• _THE DATA_
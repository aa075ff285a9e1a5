use sqlx::PgConnection;

use crate::models::WebhookRegistration;

pub async fn insert(
    conn: &mut PgConnection,
    url: &str,
    events: &[String],
    secret_key: &str,
) -> Result<WebhookRegistration, sqlx::Error> {
    sqlx::query_as::<_, WebhookRegistration>(
        "INSERT INTO webhooks (url, events, secret_key)
         VALUES ($1, $2, $3)
         RETURNING id, url, events, secret_key, active, created_at",
    )
    .bind(url)
    .bind(events)
    .bind(secret_key)
    .fetch_one(conn)
    .await
}

pub async fn list(conn: &mut PgConnection) -> Result<Vec<WebhookRegistration>, sqlx::Error> {
    sqlx::query_as::<_, WebhookRegistration>(
        "SELECT id, url, events, secret_key, active, created_at FROM webhooks ORDER BY created_at",
    )
    .fetch_all(conn)
    .await
}

/// Delivery target: endpoint plus its signing secret.
#[derive(Debug, Clone, sqlx::FromRow)]
pub struct Target {
    pub url: String,
    pub secret_key: String,
}

pub async fn active_targets(
    conn: &mut PgConnection,
    event_type: &str,
) -> Result<Vec<Target>, sqlx::Error> {
    sqlx::query_as::<_, Target>(
        "SELECT url, secret_key FROM webhooks WHERE active = true AND $1 = ANY(events)",
    )
    .bind(event_type)
    .fetch_all(conn)
    .await
}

• _WHAT YOU ARE ASKED TO DO_
Scan the listing above, and wherever a line holds the string "PgConnection", copy that line.

• _THE ANSWER_
use sqlx::PgConnection;
    conn: &mut PgConnection,
pub async fn list(conn: &mut PgConnection) -> Result<Vec<WebhookRegistration>, sqlx::Error> {
    conn: &mut PgConnection,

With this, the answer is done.